A few weeks ago, I hosted an essay on the Pro-Information movement and the threat it faced in the wake of a new law passed in Louisiana, with my comments the next day here. Pro-information is a short-hand for an approach to making sure that women who have received a pre-natal diagnosis of Down syndrome also receive the most up-to-date and accurate information about the genetic condition.
It is a coalition of pro-choice and pro-life (and unsure) folks who respect the right of women to terminate their pregnancies after a pre-natal diagnosis, but really don’t want them to do it. Given the nature of the abortion debate in our society, it’s an uneasy coalition, with pro-life activists trying to ban any discussion of termination as an option. That’s what happened in Louisiana.
Yesterday, Nursing Clio, a wonderful blog on history and medicine, hosted a piece called:
Prenatal Testing and Counseling: The New Front of the Abortion Wars?. The piece places the Louisiana law in the context of the broader fight over women’s healthcare, and reveals some important details. You should read the whole thing, please, but here are a few excerpts and comments [edited and reformatted lightly. My emphasis]:
The Louisiana law, unlike the ones in other states, was not spearheaded by the Down syndrome community. As Stephanie Meredith … explains, “In most states, Ohio, Kentucky, Massachusetts, etc., the law was initiated by grassroots Down syndrome advocates who were trulytrying to walk a fine line between respecting both reproductive and disability rights. In Louisiana, the law was driven largely by the Bioethics Defense Fund, and my understanding is that the leaders of the local Down syndrome organizations were unaware that the law had been introduced.”
This distinction in the origins of the bill is a significant one. The Bioethics Defense Fund frames the change to the law as an issue of discrimination and argues that presenting termination as an acceptable option for women in the event of a prenatal diagnosis of Down syndrome constitutes state-sponsored discrimination that violates the Americans with Disabilities Act. The Bioethics Defense Fund is a pro-life group concerned with creating “prolife policy guides” for legislatures to further their anti-abortion agenda, and it has played a significant role in the recent legislative attempts to erode reproduction rights for women. Given the lack of Down syndrome advocates’ involvement in the development of the law and the Bioethics Defense Fund’s clear anti-abortion agenda, the change to the Louisiana law seems designed to co-opt a movement aimed at addressing the specific needs and concerns of those in the Down syndrome community and warping that movement to serve an anti-abortion, pro-life agenda.
It’s not just about co-opting a movement. If a fetus with Down syndrome can be discriminated against, then that fetus is a person. If that fetus is a person, so is every other fetus, and then abortion gets criminalized. The “personhood” movement is, in fact, attempting to redefine personhood back to the fertilized egg, so that miscarriage becomes manslaughter.

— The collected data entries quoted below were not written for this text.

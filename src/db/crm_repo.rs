// src/db/crm_repo.rs

use sqlx::{Executor, PgPool, Postgres};
use uuid::Uuid;

use crate::{
    common::error::AppError,
    models::crm::{Customer, CustomerCredential, IdentityType, NewCredential, NewCustomer},
};

const CUSTOMER_COLUMNS: &str =
    "id, tenant_id, full_name, document_number, email, phone, created_at, updated_at";

#[derive(Clone)]
pub struct CrmRepository {
    pool: PgPool,
}

impl CrmRepository {
    pub fn new(pool: PgPool) -> Self {
        Self { pool }
    }

    // =========================================================================
    //  CLIENTES
    // =========================================================================

    pub async fn find_customer_by_document(
        &self,
        tenant_id: Uuid,
        document_number: &str,
    ) -> Result<Option<Customer>, AppError> {
        let query = format!(
            "SELECT {CUSTOMER_COLUMNS} FROM customers WHERE tenant_id = $1 AND document_number = $2"
        );
        let customer = sqlx::query_as::<_, Customer>(&query)
            .bind(tenant_id)
            .bind(document_number)
            .fetch_optional(&self.pool)
            .await?;

        Ok(customer)
    }

    pub async fn find_customer_by_email(
        &self,
        tenant_id: Uuid,
        email: &str,
    ) -> Result<Option<Customer>, AppError> {
        let query = format!(
            "SELECT {CUSTOMER_COLUMNS} FROM customers WHERE tenant_id = $1 AND lower(email) = lower($2)"
        );
        let customer = sqlx::query_as::<_, Customer>(&query)
            .bind(tenant_id)
            .bind(email)
            .fetch_optional(&self.pool)
            .await?;

        Ok(customer)
    }

    /// Cria o cliente e as credenciais na mesma transação.
    /// Se qualquer credencial falhar, o cliente criado é desfeito.
    pub async fn create_customer_with_credentials(
        &self,
        new: NewCustomer,
        credentials: Vec<NewCredential>,
    ) -> Result<Customer, AppError> {
        let mut tx = self.pool.begin().await?;

        let query = format!(
            "INSERT INTO customers (tenant_id, full_name, document_number, email, phone)
             VALUES ($1, $2, $3, $4, $5)
             RETURNING {CUSTOMER_COLUMNS}"
        );
        let customer = sqlx::query_as::<_, Customer>(&query)
            .bind(new.tenant_id)
            .bind(&new.full_name)
            .bind(&new.document_number)
            .bind(&new.email)
            .bind(&new.phone)
            .fetch_one(&mut *tx)
            .await
            .map_err(|e| map_unique_violation(e, AppError::CustomerAlreadyExists))?;

        for credential in &credentials {
            self.insert_credential(&mut *tx, new.tenant_id, customer.id, credential)
                .await?;
        }

        tx.commit().await?;

        tracing::info!(
            "👤 Cliente {} cadastrado pelo portal com {} credencial(is)",
            customer.id,
            credentials.len()
        );

        Ok(customer)
    }

    // =========================================================================
    //  CREDENCIAIS
    // =========================================================================

    pub async fn find_credential(
        &self,
        tenant_id: Uuid,
        customer_id: Uuid,
        identity_type: IdentityType,
    ) -> Result<Option<CustomerCredential>, AppError> {
        let credential = sqlx::query_as::<_, CustomerCredential>(
            r#"
            SELECT id, tenant_id, customer_id, identity_type, identifier, password_hash, created_at
            FROM customer_credentials
            WHERE tenant_id = $1 AND customer_id = $2 AND identity_type = $3
            "#,
        )
            .bind(tenant_id)
            .bind(customer_id)
            .bind(identity_type)
            .fetch_optional(&self.pool)
            .await?;

        Ok(credential)
    }

    async fn insert_credential<'e, E>(
        &self,
        executor: E,
        tenant_id: Uuid,
        customer_id: Uuid,
        credential: &NewCredential,
    ) -> Result<(), AppError>
    where
        E: Executor<'e, Database = Postgres>,
    {
        sqlx::query(
            r#"
            INSERT INTO customer_credentials (tenant_id, customer_id, identity_type, identifier, password_hash)
            VALUES ($1, $2, $3, $4, $5)
            "#,
        )
            .bind(tenant_id)
            .bind(customer_id)
            .bind(credential.identity_type)
            .bind(&credential.identifier)
            .bind(&credential.password_hash)
            .execute(executor)
            .await
            .map_err(|e| {
                let duplicate = match credential.identity_type {
                    IdentityType::Email => AppError::EmailAlreadyExists,
                    IdentityType::Cpf => AppError::CustomerAlreadyExists,
                };
                map_unique_violation(e, duplicate)
            })?;

        Ok(())
    }
}

// Converte erro de violação de chave única em um erro mais amigável
fn map_unique_violation(e: sqlx::Error, duplicate: AppError) -> AppError {
    if let Some(db_err) = e.as_database_error() {
        if db_err.is_unique_violation() {
            return duplicate;
        }
    }
    e.into()
}
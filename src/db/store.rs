// src/db/store.rs

use async_trait::async_trait;
use chrono::NaiveDate;
use uuid::Uuid;

use crate::{
    common::error::AppError,
    db::{AppointmentRepository, CatalogRepository, CrmRepository, TenantRepository},
    models::{
        appointments::{Appointment, NewAppointment},
        catalog::{Service, StaffAvailability, StaffMember},
        crm::{Customer, CustomerCredential, IdentityType, NewCredential, NewCustomer},
        tenancy::{SchedulingType, Tenant},
    },
};

/// Tudo o que o funil público precisa ler e gravar.
/// O Postgres implementa via repositórios; os testes usam a versão em memória.
#[async_trait]
pub trait BookingStore: Send + Sync {
    async fn find_tenant_by_slug(&self, slug: &str) -> Result<Option<Tenant>, AppError>;

    async fn list_services(&self, tenant_id: Uuid) -> Result<Vec<Service>, AppError>;
    async fn list_staff(&self, tenant_id: Uuid) -> Result<Vec<StaffMember>, AppError>;
    async fn list_availability(&self, tenant_id: Uuid) -> Result<Vec<StaffAvailability>, AppError>;

    /// Agendamentos que começam no dia local informado (com um dia de folga
    /// para cada lado, o filtro fino fica com o detector de conflitos).
    async fn list_appointments_around(
        &self,
        tenant: &Tenant,
        day: NaiveDate,
    ) -> Result<Vec<Appointment>, AppError>;

    async fn find_customer_by_document(
        &self,
        tenant_id: Uuid,
        document_number: &str,
    ) -> Result<Option<Customer>, AppError>;

    async fn find_customer_by_email(
        &self,
        tenant_id: Uuid,
        email: &str,
    ) -> Result<Option<Customer>, AppError>;

    async fn find_credential(
        &self,
        tenant_id: Uuid,
        customer_id: Uuid,
        identity_type: IdentityType,
    ) -> Result<Option<CustomerCredential>, AppError>;

    /// Cria o cliente e as credenciais de forma atômica.
    async fn create_customer_with_credentials(
        &self,
        customer: NewCustomer,
        credentials: Vec<NewCredential>,
    ) -> Result<Customer, AppError>;

    /// Grava o agendamento somente se o horário continuar livre na hora da escrita.
    async fn insert_appointment(
        &self,
        appointment: NewAppointment,
        scheduling_type: SchedulingType,
    ) -> Result<Appointment, AppError>;
}

// O store de produção: só monta os repositórios e delega.
#[derive(Clone)]
pub struct PgBookingStore {
    tenant_repo: TenantRepository,
    catalog_repo: CatalogRepository,
    appointment_repo: AppointmentRepository,
    crm_repo: CrmRepository,
}

impl PgBookingStore {
    pub fn new(
        tenant_repo: TenantRepository,
        catalog_repo: CatalogRepository,
        appointment_repo: AppointmentRepository,
        crm_repo: CrmRepository,
    ) -> Self {
        Self {
            tenant_repo,
            catalog_repo,
            appointment_repo,
            crm_repo,
        }
    }
}

#[async_trait]
impl BookingStore for PgBookingStore {
    async fn find_tenant_by_slug(&self, slug: &str) -> Result<Option<Tenant>, AppError> {
        self.tenant_repo.find_by_slug(slug).await
    }

    async fn list_services(&self, tenant_id: Uuid) -> Result<Vec<Service>, AppError> {
        self.catalog_repo.list_active_services(tenant_id).await
    }

    async fn list_staff(&self, tenant_id: Uuid) -> Result<Vec<StaffMember>, AppError> {
        self.catalog_repo.list_active_staff(tenant_id).await
    }

    async fn list_availability(&self, tenant_id: Uuid) -> Result<Vec<StaffAvailability>, AppError> {
        self.catalog_repo.list_availability(tenant_id).await
    }

    async fn list_appointments_around(
        &self,
        tenant: &Tenant,
        day: NaiveDate,
    ) -> Result<Vec<Appointment>, AppError> {
        self.appointment_repo.list_around_day(tenant, day).await
    }

    async fn find_customer_by_document(
        &self,
        tenant_id: Uuid,
        document_number: &str,
    ) -> Result<Option<Customer>, AppError> {
        self.crm_repo
            .find_customer_by_document(tenant_id, document_number)
            .await
    }

    async fn find_customer_by_email(
        &self,
        tenant_id: Uuid,
        email: &str,
    ) -> Result<Option<Customer>, AppError> {
        self.crm_repo.find_customer_by_email(tenant_id, email).await
    }

    async fn find_credential(
        &self,
        tenant_id: Uuid,
        customer_id: Uuid,
        identity_type: IdentityType,
    ) -> Result<Option<CustomerCredential>, AppError> {
        self.crm_repo
            .find_credential(tenant_id, customer_id, identity_type)
            .await
    }

    async fn create_customer_with_credentials(
        &self,
        customer: NewCustomer,
        credentials: Vec<NewCredential>,
    ) -> Result<Customer, AppError> {
        self.crm_repo
            .create_customer_with_credentials(customer, credentials)
            .await
    }

    async fn insert_appointment(
        &self,
        appointment: NewAppointment,
        scheduling_type: SchedulingType,
    ) -> Result<Appointment, AppError> {
        self.appointment_repo
            .insert_if_free(appointment, scheduling_type)
            .await
    }
}
// src/models/catalog.rs

use rust_decimal::Decimal;
use serde::{Deserialize, Serialize};
use serde_json::Value;
use sqlx::FromRow;
use utoipa::ToSchema;
use uuid::Uuid;

use crate::models::scheduling::WeeklySchedule;

// --- SERVIÇO (O que o salão vende) ---

#[derive(Debug, Clone, Serialize, Deserialize, FromRow, ToSchema)]
#[serde(rename_all = "camelCase")]
pub struct Service {
    pub id: Uuid,
    pub tenant_id: Uuid,
    pub name: String,
    pub description: Option<String>,

    // Tempo do serviço em si, sem os buffers de preparo/limpeza
    pub duration_minutes: i32,

    pub price: Decimal,
    pub currency: String,

    // JSONB livre. Aqui moram o "bufferBefore" e o "bufferAfter".
    #[schema(value_type = Option<Object>)]
    pub metadata: Option<Value>,

    pub is_active: bool,
}

// --- PROFISSIONAL ---

/// Linha da tabela `employees`, sem a agenda.
#[derive(Debug, Clone, Serialize, Deserialize, FromRow, ToSchema)]
#[serde(rename_all = "camelCase")]
pub struct StaffMember {
    pub id: Uuid,
    pub tenant_id: Uuid,
    pub name: String,

    // IDs ou nomes de serviços que a pessoa atende
    pub specialties: Vec<String>,

    pub is_active: bool,
}

/// Profissional já com a agenda semanal montada.
#[derive(Debug, Clone, Serialize, Deserialize, ToSchema)]
#[serde(rename_all = "camelCase")]
pub struct Employee {
    #[serde(flatten)]
    pub profile: StaffMember,
    pub working_hours: WeeklySchedule,
}

impl Employee {
    pub fn id(&self) -> Uuid {
        self.profile.id
    }

    /// Sem especialidades cadastradas, a pessoa atende tudo.
    pub fn can_perform(&self, service: &Service) -> bool {
        let specialties = &self.profile.specialties;
        if specialties.is_empty() {
            return true;
        }

        let service_id = service.id.to_string();
        specialties
            .iter()
            .any(|s| *s == service_id || s.eq_ignore_ascii_case(&service.name))
    }
}

// --- DISPONIBILIDADE (linhas cruas da staff_availability) ---

#[derive(Debug, Clone, Serialize, Deserialize, FromRow)]
#[serde(rename_all = "camelCase")]
pub struct StaffAvailability {
    pub employee_id: Uuid,
    // 0 = domingo ... 6 = sábado
    pub weekday: i16,
    pub start_time: String,
    pub end_time: String,
}
pub mod appointments;
pub mod booking;
pub mod catalog;
pub mod crm;
pub mod scheduling;
pub mod tenancy;
// src/models/crm.rs

use chrono::{DateTime, Utc};
use serde::{Deserialize, Serialize};
use sqlx::FromRow;
use utoipa::ToSchema;
use uuid::Uuid;
use validator::Validate;

// --- ENUMS ---

// Mapeia o CREATE TYPE identity_type do banco
#[derive(Debug, Clone, Copy, PartialEq, Eq, Serialize, Deserialize, sqlx::Type)]
#[sqlx(type_name = "identity_type", rename_all = "lowercase")]
#[serde(rename_all = "lowercase")]
pub enum IdentityType {
    Cpf,
    Email,
}

// --- CLIENTE ---

#[derive(Debug, Clone, Serialize, Deserialize, FromRow)]
#[serde(rename_all = "camelCase")]
pub struct Customer {
    pub id: Uuid,
    pub tenant_id: Uuid,

    pub full_name: String,
    // CPF só com dígitos
    pub document_number: Option<String>,

    pub email: Option<String>,
    pub phone: Option<String>,

    pub created_at: DateTime<Utc>,
    pub updated_at: DateTime<Utc>,
}

// --- CREDENCIAL (senha do portal público) ---

#[derive(Debug, Clone, Serialize, FromRow)]
#[serde(rename_all = "camelCase")]
pub struct CustomerCredential {
    pub id: Uuid,
    pub tenant_id: Uuid,
    pub customer_id: Uuid,
    pub identity_type: IdentityType,
    pub identifier: String,

    #[serde(skip_serializing)] // IMPORTANTE para segurança
    pub password_hash: String,

    pub created_at: DateTime<Utc>,
}

#[derive(Debug, Clone)]
pub struct NewCustomer {
    pub tenant_id: Uuid,
    pub full_name: String,
    pub document_number: String,
    pub email: Option<String>,
    pub phone: Option<String>,
}

#[derive(Debug, Clone)]
pub struct NewCredential {
    pub identity_type: IdentityType,
    pub identifier: String,
    pub password_hash: String,
}

// --- PAYLOADS DO FLUXO DE IDENTIFICAÇÃO ---

#[derive(Debug, Deserialize, Validate, ToSchema)]
#[serde(rename_all = "camelCase")]
pub struct IdentityLookupPayload {
    #[validate(length(min = 1, message = "required"))]
    #[schema(example = "529.982.247-25")]
    pub document_number: String,
}

#[derive(Debug, Deserialize, Validate, ToSchema)]
#[serde(rename_all = "camelCase")]
pub struct CustomerLoginPayload {
    #[validate(length(min = 1, message = "required"))]
    pub document_number: String,
    #[validate(length(min = 1, message = "required"))]
    pub password: String,
}

#[derive(Debug, Deserialize, Validate, ToSchema)]
#[serde(rename_all = "camelCase")]
pub struct RegisterCustomerPayload {
    #[validate(length(min = 1, message = "required"))]
    pub document_number: String,

    #[validate(length(min = 2, message = "O nome deve ter no mínimo 2 caracteres."))]
    pub full_name: String,

    #[validate(email(message = "O e-mail fornecido é inválido."))]
    #[schema(example = "cliente@email.com")]
    pub email: String,

    #[validate(length(min = 8, message = "O telefone fornecido é inválido."))]
    pub phone: String,

    #[validate(length(min = 6, message = "A senha deve ter no mínimo 6 caracteres."))]
    pub password: String,

    #[validate(must_match(other = "password", message = "As senhas não conferem."))]
    pub password_confirmation: String,
}

/// Identidade validada que fica presa na sessão do funil.
#[derive(Debug, Clone, PartialEq, Eq, Serialize, ToSchema)]
#[serde(rename_all = "camelCase")]
pub struct ClientIdentity {
    pub customer_id: Uuid,
    pub full_name: String,
    pub document_number: Option<String>,
    pub email: Option<String>,
    pub phone: Option<String>,
}

impl From<&Customer> for ClientIdentity {
    fn from(customer: &Customer) -> Self {
        Self {
            customer_id: customer.id,
            full_name: customer.full_name.clone(),
            document_number: customer.document_number.clone(),
            email: customer.email.clone(),
            phone: customer.phone.clone(),
        }
    }
}
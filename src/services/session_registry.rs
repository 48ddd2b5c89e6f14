// src/services/session_registry.rs

use std::{
    sync::Arc,
    time::{Duration, Instant},
};

use dashmap::DashMap;
use tokio::{sync::Mutex, task::JoinHandle};
use uuid::Uuid;

use crate::{models::booking::BookingStep, services::booking_funnel::BookingFunnel};

pub type SharedFunnel = Arc<Mutex<BookingFunnel>>;

struct SessionEntry {
    funnel: SharedFunnel,
    last_access: Instant,
}

/// Sessões abertas do funil público. Cada sessão tem o seu próprio mutex:
/// requisições da mesma sessão se enfileiram, sessões diferentes não se
/// bloqueiam.
pub struct SessionRegistry {
    sessions: DashMap<Uuid, SessionEntry>,
    ttl: Duration,
}

impl SessionRegistry {
    pub fn new(ttl: Duration) -> Self {
        Self {
            sessions: DashMap::new(),
            ttl,
        }
    }

    pub fn insert(&self, funnel: BookingFunnel) -> (Uuid, SharedFunnel) {
        let id = funnel.id();
        let shared = Arc::new(Mutex::new(funnel));
        self.sessions.insert(
            id,
            SessionEntry {
                funnel: shared.clone(),
                last_access: Instant::now(),
            },
        );
        (id, shared)
    }

    /// Clona o handle da sessão e solta a trava do DashMap antes de qualquer await.
    pub fn get(&self, id: Uuid) -> Option<SharedFunnel> {
        let mut entry = self.sessions.get_mut(&id)?;
        entry.last_access = Instant::now();
        Some(entry.funnel.clone())
    }

    pub fn len(&self) -> usize {
        self.sessions.len()
    }

    pub fn is_empty(&self) -> bool {
        self.sessions.is_empty()
    }

    /// Remove sessões paradas há mais que o TTL e as que já chegaram em `success`.
    /// Sessões em uso (mutex travado) ficam para a próxima varredura.
    pub fn sweep(&self) -> usize {
        let before = self.sessions.len();
        let ttl = self.ttl;
        self.sessions.retain(|_, entry| {
            if entry.last_access.elapsed() >= ttl {
                return false;
            }
            match entry.funnel.try_lock() {
                Ok(funnel) => funnel.step() != BookingStep::Success,
                Err(_) => true,
            }
        });
        before - self.sessions.len()
    }

    pub fn spawn_sweeper(self: Arc<Self>, every: Duration) -> JoinHandle<()> {
        tokio::spawn(async move {
            let mut interval = tokio::time::interval(every);
            loop {
                interval.tick().await;
                let removed = self.sweep();
                if removed > 0 {
                    tracing::info!("🧹 {} sessões de agendamento descartadas", removed);
                }
            }
        })
    }
}
//! Import origin lookup: short package name -> import path.

use std::collections::BTreeMap;

use tracing::trace;

use crate::model::Package;
use crate::syntax::ImportSpec;

/// Resolves package names used in the source against the file's import
/// map and the raw import specs, caching every hit into the map.
pub struct ImportLookup<'a> {
    known: &'a mut BTreeMap<String, Package>,
    specs: &'a [ImportSpec],
}

impl<'a> ImportLookup<'a> {
    pub fn new(known: &'a mut BTreeMap<String, Package>, specs: &'a [ImportSpec]) -> Self {
        Self { known, specs }
    }

    /// Resolution order: registered import, explicit alias, final path
    /// component. First match wins.
    pub fn lookup(&mut self, name: &str) -> Option<Package> {
        if let Some(pkg) = self.known.get(name) {
            return Some(pkg.clone());
        }

        let spec = self
            .specs
            .iter()
            .find(|spec| spec.alias.as_deref() == Some(name))
            .or_else(|| self.specs.iter().find(|spec| spec.path_ends_with(name)))?;

        trace!(name, path = %spec.path, "resolved import");
        let pkg = Package::new(&spec.path);
        self.known.insert(name.to_string(), pkg.clone());
        Some(pkg)
    }
}

#[cfg(test)]
#[path = "imports_tests.rs"]
mod imports_tests;
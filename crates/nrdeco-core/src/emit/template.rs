//! Decorator template: parsed once from the embedded text.
//!
//! The text is split into sections introduced by `-- name --` lines. Each
//! section is plain Go with `${key}` placeholders.

use std::sync::LazyLock;

const SOURCE: &str = include_str!("decorator.go.tmpl");

pub(super) static TEMPLATE: LazyLock<Template> = LazyLock::new(|| Template::parse(SOURCE));

#[derive(Debug)]
pub(super) struct Template {
    /// Header, package clause and import block
    pub(super) file: &'static str,
    /// Wrapper struct for one interface
    pub(super) interface: &'static str,
    /// Method opening a segment around the call
    pub(super) traced: &'static str,
    /// Method forwarding without a segment
    pub(super) forward: &'static str,
}

impl Template {
    fn parse(source: &'static str) -> Self {
        let sections = sections(source);
        let section = |name: &str| {
            sections
                .iter()
                .find(|(n, _)| *n == name)
                .map(|(_, body)| *body)
                .unwrap_or_else(|| panic!("embedded template is missing section `{name}`"))
        };
        Self {
            file: section("file"),
            interface: section("interface"),
            traced: section("traced"),
            forward: section("forward"),
        }
    }
}

fn sections(source: &'static str) -> Vec<(&'static str, &'static str)> {
    let mut sections = Vec::new();
    let mut current: Option<(&'static str, usize)> = None;
    let mut offset = 0;
    for line in source.split_inclusive('\n') {
        let header = line
            .trim_end()
            .strip_prefix("-- ")
            .and_then(|l| l.strip_suffix(" --"));
        if let Some(name) = header {
            if let Some((prev, start)) = current.take() {
                sections.push((prev, &source[start..offset]));
            }
            current = Some((name, offset + line.len()));
        }
        offset += line.len();
    }
    if let Some((prev, start)) = current {
        sections.push((prev, &source[start..]));
    }
    sections
}

/// Substitute `${key}` placeholders. Unknown keys are left in place.
pub(super) fn fill(section: &str, vars: &[(&str, &str)]) -> String {
    let mut out = String::with_capacity(section.len());
    let mut rest = section;
    while let Some(start) = rest.find("${") {
        out.push_str(&rest[..start]);
        let after = &rest[start + 2..];
        let Some(end) = after.find('}') else {
            out.push_str(&rest[start..]);
            return out;
        };
        let key = &after[..end];
        match vars.iter().find(|(k, _)| *k == key) {
            Some((_, value)) => out.push_str(value),
            None => out.push_str(&rest[start..start + end + 3]),
        }
        rest = &after[end + 1..];
    }
    out.push_str(rest);
    out
}
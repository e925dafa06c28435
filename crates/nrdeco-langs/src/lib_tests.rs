use super::*;

#[test]
#[cfg(feature = "lang-go")]
fn lang_from_extension() {
    assert!(from_ext("go").is_some());
    assert!(from_ext("GO").is_some());
    assert!(from_ext("rs").is_none());
    assert!(from_ext("").is_none());
}

#[test]
#[cfg(feature = "lang-go")]
fn go_is_shared() {
    assert!(Arc::ptr_eq(&go(), &go()));
}

#[test]
#[cfg(feature = "lang-go")]
fn parse_go_source() {
    let lang = go();
    let tree = lang.parse("package repo\n\ntype Repo interface {}\n").unwrap();
    let root = tree.root_node();

    assert_eq!(root.kind(), "source_file");
    assert!(!root.has_error());
}

#[test]
#[cfg(feature = "lang-go")]
fn parse_reports_syntax_errors_in_tree() {
    let lang = go();
    let tree = lang.parse("package repo\n\ntype Repo interface {\n").unwrap();

    assert!(tree.root_node().has_error());
}
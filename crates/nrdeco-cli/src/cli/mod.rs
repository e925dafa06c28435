mod args;
mod commands;
mod dispatch;


pub use commands::build_cli;
pub use dispatch::{Mode, verbosity};
//! Dispatch logic: extract params from ArgMatches and convert to command args.

use std::path::PathBuf;

use clap::ArgMatches;
use nrdeco_core::UntracedMethods;

use crate::commands::generate::GenerateArgs;

/// What a parsed invocation asks for.
pub enum Mode {
    Generate(GenerateParams),
    Version,
}

impl Mode {
    /// The `mode` group admits exactly one of `--source` and `--version`.
    pub fn from_matches(m: &ArgMatches) -> Self {
        match GenerateParams::from_matches(m) {
            Some(params) => Mode::Generate(params),
            None => Mode::Version,
        }
    }
}

pub struct GenerateParams {
    pub source: PathBuf,
    pub dest: Option<PathBuf>,
    pub untraced: UntracedMethods,
}

impl GenerateParams {
    /// `None` when no `--source` was given.
    pub fn from_matches(m: &ArgMatches) -> Option<Self> {
        Some(Self {
            source: m.get_one::<PathBuf>("source")?.clone(),
            dest: m.get_one::<PathBuf>("dest").cloned(),
            untraced: parse_untraced(m),
        })
    }
}

impl From<GenerateParams> for GenerateArgs {
    fn from(p: GenerateParams) -> Self {
        Self {
            source: p.source,
            dest: p.dest,
            untraced: p.untraced,
        }
    }
}

/// Number of `-v` flags.
pub fn verbosity(m: &ArgMatches) -> u8 {
    m.get_count("verbose")
}

fn parse_untraced(m: &ArgMatches) -> UntracedMethods {
    match m.get_one::<String>("untraced").map(|s| s.as_str()) {
        Some("forward") => UntracedMethods::Forward,
        _ => UntracedMethods::Omit,
    }
}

Now you, dear reader, may believe that abortion is murder and that every fetus is a person. That’s your right. But the pro-information coalition depends on uniting pro-choice and pro-life individuals in order to help pregnant women after they receive a pre-natal diagnosis. I want them to choose life. I acknowledge, wholeheartedly, the choice part of that sentiment.
The BDF does not care about people with Down syndrome. It cares about using the issue of prenatal diagnoses as a wedge to further its radical agenda. From Nursing Clio:
The goal of groups such as the Bioethics Defense Fund seems to be to introduce as much “friction” as possible into the medical system when it comes to abortion. These groups chip away at our reproductive rights by disrupting the relationship between the medical provider and the patient, between the patient and the medical procedure, and between the patient and access to information.
How we handle the consequences of ever-more-accurate, early (in the pregnancy) and inexpensive prenatal testing for genetic conditions like Down syndrome is a test run for the future of human procreation in our coming genetic age. This attempt to use the issue in order to divide, restrict, and limit shows one of the perils ahead. That’s the long game.